» **Prompt**: From the entries, return every line where the string "pending" shows up.

━━━━━━━━━━━━━━━━━━━━

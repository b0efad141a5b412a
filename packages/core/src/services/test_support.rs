//! Shared fixtures for service tests

use crate::db::{InMemoryNodeStore, NodeStore};
use crate::models::{NodeQuery, ParentFilter, SortOrder};
use crate::services::{CreateNodeParams, FixedClock, NodeService};
use crate::templates::{SlotGroup, TemplateRegistry, TemplateSchema};
use chrono::{DateTime, TimeZone, Utc};
use std::sync::Arc;

pub(crate) fn start() -> DateTime<Utc> {
    Utc.with_ymd_and_hms(2024, 6, 1, 9, 0, 0).unwrap()
}

/// `page` and `landing` are roots; `landing` only accepts articles and has
/// three wide slots that take plain content, `article` has one.
pub(crate) fn registry() -> TemplateRegistry {
    TemplateRegistry::builder()
        .slot_group(SlotGroup::new("main", ["content"]))
        .slot_group(SlotGroup::new("wide", ["content", "gallery"]))
        .slot_group(SlotGroup::new("small", ["quote"]))
        .template(
            TemplateSchema::new("page")
                .root()
                .sub_templates(["page", "article"])
                .slots("main", 1)
                .slots("wide", 3),
        )
        .template(
            TemplateSchema::new("landing")
                .root()
                .sub_templates(["article"])
                .slots("wide", 3)
                .slot_components("wide", ["content"])
                .slots("small", 2),
        )
        .template(TemplateSchema::new("article").slots("main", 1).slots("wide", 1))
        .build()
        .unwrap()
}

pub(crate) struct Fixture {
    pub service: NodeService,
    pub store: Arc<InMemoryNodeStore>,
    pub clock: Arc<FixedClock>,
}

pub(crate) fn fixture() -> Fixture {
    let store = Arc::new(InMemoryNodeStore::new());
    let clock = Arc::new(FixedClock::new(start()));
    let service = NodeService::with_clock(store.clone(), Arc::new(registry()), clock.clone());
    Fixture {
        service,
        store,
        clock,
    }
}

pub(crate) fn params(node_type: &str, title: &str, parent_id: Option<&str>) -> CreateNodeParams {
    CreateNodeParams {
        node_type: node_type.to_string(),
        title: title.to_string(),
        parent_id: parent_id.map(str::to_string),
        ..Default::default()
    }
}

/// `(title, position)` of a sibling set in stored position order
pub(crate) async fn sibling_positions(
    store: &InMemoryNodeStore,
    parent_id: Option<&str>,
) -> Vec<(String, u32)> {
    store
        .find_nodes(
            &NodeQuery::new().parent(ParentFilter::of(parent_id)),
            SortOrder::PositionAsc,
        )
        .await
        .unwrap()
        .into_iter()
        .map(|n| (n.title, n.position.unwrap_or(u32::MAX)))
        .collect()
}

pub(crate) async fn assert_dense(store: &InMemoryNodeStore, parent_id: Option<&str>) {
    let positions: Vec<u32> = sibling_positions(store, parent_id)
        .await
        .into_iter()
        .map(|(_, p)| p)
        .collect();
    let expected: Vec<u32> = (0..positions.len() as u32).collect();
    assert_eq!(positions, expected, "sibling positions are not dense");
}

pub(crate) async fn titles(store: &InMemoryNodeStore, parent_id: Option<&str>) -> Vec<String> {
    sibling_positions(store, parent_id)
        .await
        .into_iter()
        .map(|(title, _)| title)
        .collect()
}
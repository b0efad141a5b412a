//! Tree Manager
//!
//! Parent/child linkage, sibling enumeration and position bookkeeping over
//! the storage collaborator.
//!
//! # Renumbering
//!
//! Positions are kept dense and zero-based per sibling set without any
//! external list structure. After a node lands on position `p`:
//!
//! 1. every *other* sibling at `p` or later is bumped by one in a single
//!    filtered multi-update, opening a gap for the node
//! 2. the whole set is re-read in position order
//! 3. every entry whose stored position differs from its index is rewritten
//!
//! Step 3 alone repairs gaps and duplicates left by interrupted or
//! concurrent writers, so re-running the pass on a disordered set always
//! converges to `0..count`.

use crate::db::{DatabaseError, NodeStore};
use crate::models::{Node, NodeQuery, ParentFilter, SortOrder};
use crate::services::NodeServiceError;
use crate::templates::TemplateRegistry;
use std::collections::{HashSet, VecDeque};
use std::sync::Arc;

fn store_error(e: anyhow::Error) -> NodeServiceError {
    NodeServiceError::query_failed(e.to_string())
}

/// Set size or index as a stored position
fn to_position(value: usize, id: &str) -> Result<u32, NodeServiceError> {
    u32::try_from(value)
        .map_err(|_| NodeServiceError::query_failed(DatabaseError::position_overflow(id).to_string()))
}

/// Query for the sibling set `node` belongs to, without `node` itself
fn sibling_query(node: &Node) -> NodeQuery {
    NodeQuery::new()
        .parent(ParentFilter::of(node.parent_id.as_deref()))
        .exclude_id(node.id.clone())
}

/// Which neighbour a swap targets
#[derive(Debug, Clone, Copy, PartialEq, Eq)]
enum Direction {
    /// Next-greater position
    Lower,
    /// Next-lesser position
    Higher,
}

#[derive(Clone)]
pub struct TreeManager {
    store: Arc<dyn NodeStore>,
    registry: Arc<TemplateRegistry>,
}

impl TreeManager {
    pub fn new(store: Arc<dyn NodeStore>, registry: Arc<TemplateRegistry>) -> Self {
        Self { store, registry }
    }

    /// Listing order configured on the node's template
    pub fn sibling_order(&self, node: &Node) -> SortOrder {
        self.registry.sibling_order(&node.node_type)
    }

    /// Nodes sharing `node`'s parent, excluding `node`
    pub async fn siblings(&self, node: &Node) -> Result<Vec<Node>, NodeServiceError> {
        self.store
            .find_nodes(&sibling_query(node), self.sibling_order(node))
            .await
            .map_err(store_error)
    }

    /// The sibling set including `node` as currently stored
    pub async fn self_and_siblings(&self, node: &Node) -> Result<Vec<Node>, NodeServiceError> {
        let query = NodeQuery::new().parent(ParentFilter::of(node.parent_id.as_deref()));
        self.store
            .find_nodes(&query, self.sibling_order(node))
            .await
            .map_err(store_error)
    }

    pub async fn children(&self, node: &Node) -> Result<Vec<Node>, NodeServiceError> {
        let query = NodeQuery::new().parent(ParentFilter::Child(node.id.clone()));
        self.store
            .find_nodes(&query, self.sibling_order(node))
            .await
            .map_err(store_error)
    }

    /// Top-level nodes in position order
    pub async fn roots(&self) -> Result<Vec<Node>, NodeServiceError> {
        self.store
            .find_nodes(
                &NodeQuery::new().parent(ParentFilter::Root),
                SortOrder::PositionAsc,
            )
            .await
            .map_err(store_error)
    }

    /// Ancestors resolved from the cached path, root first.
    ///
    /// Ids that no longer resolve are skipped.
    pub async fn ancestors(&self, node: &Node) -> Result<Vec<Node>, NodeServiceError> {
        let mut ancestors = Vec::with_capacity(node.path.len());
        for id in &node.path {
            match self.store.get_node(id).await.map_err(store_error)? {
                Some(ancestor) => ancestors.push(ancestor),
                None => tracing::debug!("Ancestor {} of node {} no longer exists", id, node.id),
            }
        }
        Ok(ancestors)
    }

    pub fn is_first(&self, node: &Node) -> bool {
        node.position == Some(0)
    }

    /// Whether `node` occupies the final position of its set
    pub async fn is_last(&self, node: &Node) -> Result<bool, NodeServiceError> {
        let Some(position) = node.position else {
            return Ok(false);
        };
        let others = self
            .store
            .count_nodes(&sibling_query(node))
            .await
            .map_err(store_error)?;
        Ok(position as usize == others)
    }

    /// Swap with the sibling at the next-greater position.
    ///
    /// Returns `false` without touching the store when there is none.
    pub async fn move_lower(&self, node: &Node) -> Result<bool, NodeServiceError> {
        self.swap(node, Direction::Lower).await
    }

    /// Swap with the sibling at the next-lesser position.
    ///
    /// Returns `false` without touching the store when there is none.
    pub async fn move_higher(&self, node: &Node) -> Result<bool, NodeServiceError> {
        self.swap(node, Direction::Higher).await
    }

    async fn swap(&self, node: &Node, direction: Direction) -> Result<bool, NodeServiceError> {
        let Some(position) = node.position else {
            return Ok(false);
        };
        let (query, order) = match direction {
            Direction::Lower => (sibling_query(node).position_gt(position), SortOrder::PositionAsc),
            Direction::Higher => (
                sibling_query(node).position_lt(position),
                SortOrder::PositionDesc,
            ),
        };
        let Some(mut neighbour) = self.store.find_one(&query, order).await.map_err(store_error)?
        else {
            return Ok(false);
        };
        let Some(neighbour_position) = neighbour.position else {
            return Ok(false);
        };

        self.store
            .set_positions(&[
                (node.id.clone(), neighbour_position),
                (neighbour.id.clone(), position),
            ])
            .await
            .map_err(store_error)?;

        tracing::info!(
            "Swapped node {} ({} -> {}) with {}",
            node.id,
            position,
            neighbour_position,
            neighbour.id
        );

        let mut moved = node.clone();
        moved.position = Some(neighbour_position);
        neighbour.position = Some(position);
        self.renumber_best_effort(&moved).await;
        self.renumber_best_effort(&neighbour).await;
        Ok(true)
    }

    /// Append at the end of the sibling set when no position is set
    pub async fn assign_position(&self, node: &mut Node) -> Result<(), NodeServiceError> {
        if node.position.is_none() {
            let others = self
                .store
                .count_nodes(&sibling_query(node))
                .await
                .map_err(store_error)?;
            node.position = Some(to_position(others, &node.id)?);
        }
        Ok(())
    }

    /// `parent.path + [parent.id]`, or empty for roots
    pub fn set_path(&self, node: &mut Node, parent: Option<&Node>) {
        node.path = match parent {
            Some(parent) => {
                let mut path = parent.path.clone();
                path.push(parent.id.clone());
                path
            }
            None => Vec::new(),
        };
    }

    /// Open a gap at the node's position, then compact its sibling set.
    ///
    /// Returns the number of positions rewritten by compaction.
    pub async fn renumber(&self, node: &Node) -> Result<usize, NodeServiceError> {
        let Some(position) = node.position else {
            return Ok(0);
        };
        self.store
            .increment_positions(&sibling_query(node).position_gte(position), 1)
            .await
            .map_err(store_error)?;
        self.compact(node.parent_id.as_deref()).await
    }

    /// Rewrite every position in the set that differs from its index
    pub async fn compact(&self, parent_id: Option<&str>) -> Result<usize, NodeServiceError> {
        let set = self
            .store
            .find_nodes(
                &NodeQuery::new().parent(ParentFilter::of(parent_id)),
                SortOrder::PositionAsc,
            )
            .await
            .map_err(store_error)?;

        let mut rewritten = 0;
        for (index, sibling) in set.iter().enumerate() {
            let index = to_position(index, &sibling.id)?;
            if sibling.position != Some(index) {
                self.store
                    .update_position(&sibling.id, index)
                    .await
                    .map_err(store_error)?;
                rewritten += 1;
            }
        }

        if rewritten > 0 {
            tracing::debug!(
                "Compacted sibling set under {:?}: rewrote {} of {} positions",
                parent_id,
                rewritten,
                set.len()
            );
        }
        Ok(rewritten)
    }

    /// `renumber`, logging instead of failing. The next write to the same
    /// set re-runs compaction.
    pub async fn renumber_best_effort(&self, node: &Node) -> usize {
        match self.renumber(node).await {
            Ok(rewritten) => rewritten,
            Err(e) => {
                tracing::warn!("Renumbering siblings of node {} failed: {}", node.id, e);
                0
            }
        }
    }

    /// `compact`, logging instead of failing
    pub async fn compact_best_effort(&self, parent_id: Option<&str>) -> usize {
        match self.compact(parent_id).await {
            Ok(rewritten) => rewritten,
            Err(e) => {
                tracing::warn!("Compacting sibling set under {:?} failed: {}", parent_id, e);
                0
            }
        }
    }

    /// Whether `candidate_id` sits somewhere below `ancestor_id`.
    ///
    /// Walks parent links rather than trusting cached paths.
    pub async fn is_descendant(
        &self,
        ancestor_id: &str,
        candidate_id: &str,
    ) -> Result<bool, NodeServiceError> {
        let mut visited = HashSet::new();
        let mut current = candidate_id.to_string();
        while visited.insert(current.clone()) {
            let Some(node) = self.store.get_node(&current).await.map_err(store_error)? else {
                return Ok(false);
            };
            match node.parent_id {
                Some(parent_id) if parent_id == ancestor_id => return Ok(true),
                Some(parent_id) => current = parent_id,
                None => return Ok(false),
            }
        }
        Err(NodeServiceError::circular_reference(format!(
            "Parent chain of {} loops back on itself",
            candidate_id
        )))
    }

    /// Recompute cached paths below `node` after it moved.
    ///
    /// Returns the number of descendants whose path changed.
    pub async fn refresh_descendant_paths(&self, node: &Node) -> Result<usize, NodeServiceError> {
        let mut refreshed = 0;
        let mut pending = VecDeque::from([node.clone()]);
        while let Some(parent) = pending.pop_front() {
            let query = NodeQuery::new().parent(ParentFilter::Child(parent.id.clone()));
            let children = self
                .store
                .find_nodes(&query, SortOrder::PositionAsc)
                .await
                .map_err(store_error)?;
            for mut child in children {
                let previous = std::mem::take(&mut child.path);
                self.set_path(&mut child, Some(&parent));
                if child.path != previous {
                    self.store
                        .update_path(&child.id, child.path.clone())
                        .await
                        .map_err(store_error)?;
                    refreshed += 1;
                }
                pending.push_back(child);
            }
        }
        Ok(refreshed)
    }
}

━━━━━━━━━━━━━━━━━━━━

» **Result of the exercise**:
        let mut pending = VecDeque::from([node.clone()]);
        while let Some(parent) = pending.pop_front() {
                pending.push_back(child);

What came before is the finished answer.